Each month I plan a different activity for the kids.  The first several months, we worked on public speaking--
 the kids brought an All About Me poster to present in front of the group, next they brought in something they loved, collected or were passionate about and they talked about that in front of the group, which went even better, once they got rolling with questions for each other.  After some research about teaching public speaking, in November, I had kids come prepared to answer the question "Would you rather live in a library, zoo or museum for the rest of your life?".  They worked in groups to make posters. After the posters were finished, each member of the group presented their reasoning to the rest of the kids (this worked out awesomely).

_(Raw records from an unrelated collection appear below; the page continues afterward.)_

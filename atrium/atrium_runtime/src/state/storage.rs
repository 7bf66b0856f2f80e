//! Storage backends for the state store.

use std::io;
use std::path::PathBuf;

use async_trait::async_trait;
use dashmap::DashMap;

use atrium_core::StateError;

/// Durable key/value surface the state store persists into.
///
/// Backends only move bytes; key namespacing and serialization live in
/// [`super::StateStore`].
#[async_trait]
pub trait StorageBackend: Send + Sync + 'static {
    /// Store bytes under `key`, overwriting any prior value.
    async fn store(&self, key: &str, data: &[u8]) -> Result<(), StateError>;

    /// Load the bytes stored under `key`, or `None` if absent.
    async fn load(&self, key: &str) -> Result<Option<Vec<u8>>, StateError>;

    /// Remove `key`. Removing an absent key succeeds.
    async fn delete(&self, key: &str) -> Result<(), StateError>;

    /// Whether `key` currently holds a value.
    async fn exists(&self, key: &str) -> Result<bool, StateError>;
}

fn backend_err(e: io::Error) -> StateError {
    StateError::Backend(e.to_string())
}

/// File-based storage backend: one file per key under a base directory.
pub struct FileStorage {
    base_dir: PathBuf,
}

impl FileStorage {
    /// Create a file storage backend rooted at `base_dir`.
    pub fn new(base_dir: impl Into<PathBuf>) -> Self {
        Self {
            base_dir: base_dir.into(),
        }
    }

    fn path_for(&self, key: &str) -> PathBuf {
        self.base_dir.join(key)
    }
}

#[async_trait]
impl StorageBackend for FileStorage {
    async fn store(&self, key: &str, data: &[u8]) -> Result<(), StateError> {
        let path = self.path_for(key);

        if let Some(parent) = path.parent() {
            tokio::fs::create_dir_all(parent).await.map_err(backend_err)?;
        }

        // Write to a temporary file and rename so a concurrent load never
        // observes a partially-written value.
        let tmp = path.with_extension("tmp");
        tokio::fs::write(&tmp, data).await.map_err(backend_err)?;
        tokio::fs::rename(&tmp, &path).await.map_err(backend_err)?;

        Ok(())
    }

    async fn load(&self, key: &str) -> Result<Option<Vec<u8>>, StateError> {
        match tokio::fs::read(self.path_for(key)).await {
            Ok(data) => Ok(Some(data)),
            Err(e) if e.kind() == io::ErrorKind::NotFound => Ok(None),
            Err(e) => Err(backend_err(e)),
        }
    }

    async fn delete(&self, key: &str) -> Result<(), StateError> {
        match tokio::fs::remove_file(self.path_for(key)).await {
            Ok(()) => Ok(()),
            Err(e) if e.kind() == io::ErrorKind::NotFound => Ok(()),
            Err(e) => Err(backend_err(e)),
        }
    }

    async fn exists(&self, key: &str) -> Result<bool, StateError> {
        match tokio::fs::metadata(self.path_for(key)).await {
            Ok(_) => Ok(true),
            Err(e) if e.kind() == io::ErrorKind::NotFound => Ok(false),
            Err(e) => Err(backend_err(e)),
        }
    }
}

/// In-memory storage backend, for tests and ephemeral hosts.
#[derive(Default)]
pub struct MemoryStorage {
    entries: DashMap<String, Vec<u8>>,
}

impl MemoryStorage {
    /// Create a new, empty in-memory backend.
    pub fn new() -> Self {
        Self::default()
    }
}

#[async_trait]
impl StorageBackend for MemoryStorage {
    async fn store(&self, key: &str, data: &[u8]) -> Result<(), StateError> {
        self.entries.insert(key.to_string(), data.to_vec());
        Ok(())
    }

    async fn load(&self, key: &str) -> Result<Option<Vec<u8>>, StateError> {
        Ok(self.entries.get(key).map(|entry| entry.value().clone()))
    }

    async fn delete(&self, key: &str) -> Result<(), StateError> {
        self.entries.remove(key);
        Ok(())
    }

    async fn exists(&self, key: &str) -> Result<bool, StateError> {
        Ok(self.entries.contains_key(key))
    }
}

In December we did reader’s theater skits of The Three Little Pigs and The True Story of the Three Little Pigs. We practiced each skit once, made three houses for a backdrop in groups, and then they performed the two skits for their parents.
Three Little Pigs dramatized

In January, I had them work on a STEAM activity in a group. I initially had them line up by age, they had to do this themselves with no adult help (until the end). Then they counted off by fours so there would be a variety of ages in each group. 
winning group--18.5 inches!


We went over expectations for group work, and then they were told the plan. “You are going to get a bunch of marshmallows, small & large, and some spaghetti noodles. Your job, AS A GROUP, is to make the tallest tower you can make in 20 minutes. I saw this idea on a few different Pinterest pages. The first thing I gave them was colored pencils and paper. They were instructed to draw out their plans. After they all had individual plans I had them talk as a group about what ideas they were going to use in their group plan. After they had their plans, I gave them the materials they would need for the project. After 10 minutes of construction, I reminded them that it was a group project. Many of them were working by themselves. When there was five minutes left, I told them that they MUST remember it is a GROUP effort.

At the end of the 20 minutes I used a yard stick to measure their structures. The group with the tallest structure (which had exhibited the best teamwork, perhaps coincidentally) talked about their structure and process. I asked them questions from the group cooperation sheet. I also had them say what they liked about the other group member’s ideas. I had each group talk about their structures with similar questions.